From first line to last, output the records below exactly.

(Source records)
┌──
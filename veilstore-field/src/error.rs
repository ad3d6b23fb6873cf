//! Error types for the field adapter.

use thiserror::Error;
use veilstore_crypto::CryptoError;

/// Result type for field adapter operations.
pub type FieldResult<T> = Result<T, FieldError>;

/// Errors that can occur in the field adapter.
///
/// Most crypto failures never surface here: the adapter deliberately
/// degrades to plaintext on the read path and (under the default policy)
/// on the write path. These variants are what remains.
#[derive(Debug, Error)]
pub enum FieldError {
    /// Underlying crypto failure, surfaced only under
    /// [`WritePolicy::FailClosed`](crate::WritePolicy::FailClosed) or at
    /// construction time.
    #[error(transparent)]
    Crypto(#[from] CryptoError),
}
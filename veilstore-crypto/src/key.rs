//! Key material and derivation.
//!
//! Per-operation keys are derived from the long-lived master secret with
//! PBKDF2-HMAC-SHA256. The salt travels inside the blob; the tenant id does
//! not, so decryption must be given the same tenant the caller encrypted
//! with.

use crate::error::{CryptoError, CryptoResult};
use pbkdf2::pbkdf2_hmac;
use rand::RngCore;
use sha2::Sha256;
use zeroize::{Zeroize, ZeroizeOnDrop};

/// Size of derived encryption keys in bytes (256 bits for AES-256).
pub const KEY_SIZE: usize = 32;

/// Size of KDF salt in bytes.
pub const SALT_SIZE: usize = 16;

/// PBKDF2 iteration count. Fixed by the engine version: changing it changes
/// every derived key, so existing blobs would stop decrypting.
pub const KDF_ITERATIONS: u32 = 100_000;

/// The long-lived master secret, supplied by configuration at startup.
///
/// Read-only after construction and never stored alongside ciphertext.
#[derive(Clone, Zeroize, ZeroizeOnDrop)]
pub struct MasterSecret {
    bytes: Vec<u8>,
}

impl MasterSecret {
    /// Creates a master secret from configuration-supplied bytes.
    ///
    /// An empty secret is rejected: deriving keys from it would silently
    /// produce weak ciphertext.
    pub fn new(secret: impl AsRef<[u8]>) -> CryptoResult<Self> {
        let bytes = secret.as_ref();
        if bytes.is_empty() {
            return Err(CryptoError::Configuration(
                "master secret must not be empty".to_string(),
            ));
        }
        Ok(Self {
            bytes: bytes.to_vec(),
        })
    }

    pub(crate) fn as_bytes(&self) -> &[u8] {
        &self.bytes
    }
}

impl std::fmt::Debug for MasterSecret {
    fn fmt(&self, f: &mut std::fmt::Formatter<'_>) -> std::fmt::Result {
        f.debug_struct("MasterSecret")
            .field("bytes", &"[REDACTED]")
            .finish()
    }
}

/// A derived encryption key with automatic zeroization on drop.
///
/// Ephemeral: exists only for the duration of one encrypt/decrypt call and
/// is never cached or persisted.
#[derive(Clone, Zeroize, ZeroizeOnDrop)]
pub struct DerivedKey {
    bytes: [u8; KEY_SIZE],
}

impl DerivedKey {
    /// Creates a derived key from raw bytes.
    pub fn from_bytes(bytes: [u8; KEY_SIZE]) -> Self {
        Self { bytes }
    }

    /// Returns the key bytes.
    pub fn as_bytes(&self) -> &[u8; KEY_SIZE] {
        &self.bytes
    }
}

impl std::fmt::Debug for DerivedKey {
    fn fmt(&self, f: &mut std::fmt::Formatter<'_>) -> std::fmt::Result {
        f.debug_struct("DerivedKey")
            .field("bytes", &"[REDACTED]")
            .finish()
    }
}

/// Salt for key derivation. Random per operation, carried in the blob.
#[derive(Clone, Debug)]
pub struct Salt {
    bytes: [u8; SALT_SIZE],
}

impl Salt {
    /// Generates a random salt.
    pub fn random() -> Self {
        let mut bytes = [0u8; SALT_SIZE];
        rand::rngs::OsRng.fill_bytes(&mut bytes);
        Self { bytes }
    }

    /// Creates a salt from raw bytes.
    pub fn from_bytes(bytes: [u8; SALT_SIZE]) -> Self {
        Self { bytes }
    }

    /// Returns the salt bytes.
    pub fn as_bytes(&self) -> &[u8; SALT_SIZE] {
        &self.bytes
    }
}

/// Derives a per-operation key from the master secret.
///
/// The input key material is the master secret with the tenant id appended
/// as its ASCII decimal form (nothing appended when absent), so the same
/// `(salt, tenant_id)` pair always yields the same key. Deterministic and
/// infallible: salt length is enforced by the type.
pub fn derive_key(secret: &MasterSecret, salt: &Salt, tenant_id: Option<u64>) -> DerivedKey {
    let mut ikm = secret.as_bytes().to_vec();
    if let Some(id) = tenant_id {
        ikm.extend_from_slice(id.to_string().as_bytes());
    }

    let mut key_bytes = [0u8; KEY_SIZE];
    pbkdf2_hmac::<Sha256>(&ikm, salt.as_bytes(), KDF_ITERATIONS, &mut key_bytes);
    ikm.zeroize();

    DerivedKey::from_bytes(key_bytes)
}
└──
● **TASK SOLUTION**:
filename veilstore-field/src/error.rs
repository ad3d6b23fb6873cf
//! Error types for the field adapter.

use thiserror::Error;
use veilstore_crypto::CryptoError;

/// Result type for field adapter operations.
pub type FieldResult<T> = Result<T, FieldError>;

/// Errors that can occur in the field adapter.
///
/// Most crypto failures never surface here: the adapter deliberately
/// degrades to plaintext on the read path and (under the default policy)
/// on the write path. These variants are what remains.
#[derive(Debug, Error)]
pub enum FieldError {
    /// Underlying crypto failure, surfaced only under
    /// [`WritePolicy::FailClosed`](crate::WritePolicy::FailClosed) or at
    /// construction time.
    #[error(transparent)]
    Crypto(#[from] CryptoError),
}
filename veilstore-crypto/src/key.rs
//! Key material and derivation.
//!
//! Per-operation keys are derived from the long-lived master secret with
//! PBKDF2-HMAC-SHA256. The salt travels inside the blob; the tenant id does
//! not, so decryption must be given the same tenant the caller encrypted
//! with.

use crate::error::{CryptoError, CryptoResult};
use pbkdf2::pbkdf2_hmac;
use rand::RngCore;
use sha2::Sha256;
use zeroize::{Zeroize, ZeroizeOnDrop};

/// Size of derived encryption keys in bytes (256 bits for AES-256).
pub const KEY_SIZE: usize = 32;

/// Size of KDF salt in bytes.
pub const SALT_SIZE: usize = 16;

/// PBKDF2 iteration count. Fixed by the engine version: changing it changes
/// every derived key, so existing blobs would stop decrypting.
pub const KDF_ITERATIONS: u32 = 100_000;

/// The long-lived master secret, supplied by configuration at startup.
///
/// Read-only after construction and never stored alongside ciphertext.
#[derive(Clone, Zeroize, ZeroizeOnDrop)]
pub struct MasterSecret {
    bytes: Vec<u8>,
}

impl MasterSecret {
    /// Creates a master secret from configuration-supplied bytes.
    ///
    /// An empty secret is rejected: deriving keys from it would silently
    /// produce weak ciphertext.
    pub fn new(secret: impl AsRef<[u8]>) -> CryptoResult<Self> {
        let bytes = secret.as_ref();
        if bytes.is_empty() {
            return Err(CryptoError::Configuration(
                "master secret must not be empty".to_string(),
            ));
        }
        Ok(Self {
            bytes: bytes.to_vec(),
        })
    }

    pub(crate) fn as_bytes(&self) -> &[u8] {
        &self.bytes
    }
}

impl std::fmt::Debug for MasterSecret {
    fn fmt(&self, f: &mut std::fmt::Formatter<'_>) -> std::fmt::Result {
        f.debug_struct("MasterSecret")
            .field("bytes", &"[REDACTED]")
            .finish()
    }
}

/// A derived encryption key with automatic zeroization on drop.
///
/// Ephemeral: exists only for the duration of one encrypt/decrypt call and
/// is never cached or persisted.
#[derive(Clone, Zeroize, ZeroizeOnDrop)]
pub struct DerivedKey {
    bytes: [u8; KEY_SIZE],
}

impl DerivedKey {
    /// Creates a derived key from raw bytes.
    pub fn from_bytes(bytes: [u8; KEY_SIZE]) -> Self {
        Self { bytes }
    }

    /// Returns the key bytes.
    pub fn as_bytes(&self) -> &[u8; KEY_SIZE] {
        &self.bytes
    }
}

impl std::fmt::Debug for DerivedKey {
    fn fmt(&self, f: &mut std::fmt::Formatter<'_>) -> std::fmt::Result {
        f.debug_struct("DerivedKey")
            .field("bytes", &"[REDACTED]")
            .finish()
    }
}

/// Salt for key derivation. Random per operation, carried in the blob.
#[derive(Clone, Debug)]
pub struct Salt {
    bytes: [u8; SALT_SIZE],
}

impl Salt {
    /// Generates a random salt.
    pub fn random() -> Self {
        let mut bytes = [0u8; SALT_SIZE];
        rand::rngs::OsRng.fill_bytes(&mut bytes);
        Self { bytes }
    }

    /// Creates a salt from raw bytes.
    pub fn from_bytes(bytes: [u8; SALT_SIZE]) -> Self {
        Self { bytes }
    }

    /// Returns the salt bytes.
    pub fn as_bytes(&self) -> &[u8; SALT_SIZE] {
        &self.bytes
    }
}

/// Derives a per-operation key from the master secret.
///
/// The input key material is the master secret with the tenant id appended
/// as its ASCII decimal form (nothing appended when absent), so the same
/// `(salt, tenant_id)` pair always yields the same key. Deterministic and
/// infallible: salt length is enforced by the type.
pub fn derive_key(secret: &MasterSecret, salt: &Salt, tenant_id: Option<u64>) -> DerivedKey {
    let mut ikm = secret.as_bytes().to_vec();
    if let Some(id) = tenant_id {
        ikm.extend_from_slice(id.to_string().as_bytes());
    }

    let mut key_bytes = [0u8; KEY_SIZE];
    pbkdf2_hmac::<Sha256>(&ikm, salt.as_bytes(), KDF_ITERATIONS, &mut key_bytes);
    ikm.zeroize();

    DerivedKey::from_bytes(key_bytes)
}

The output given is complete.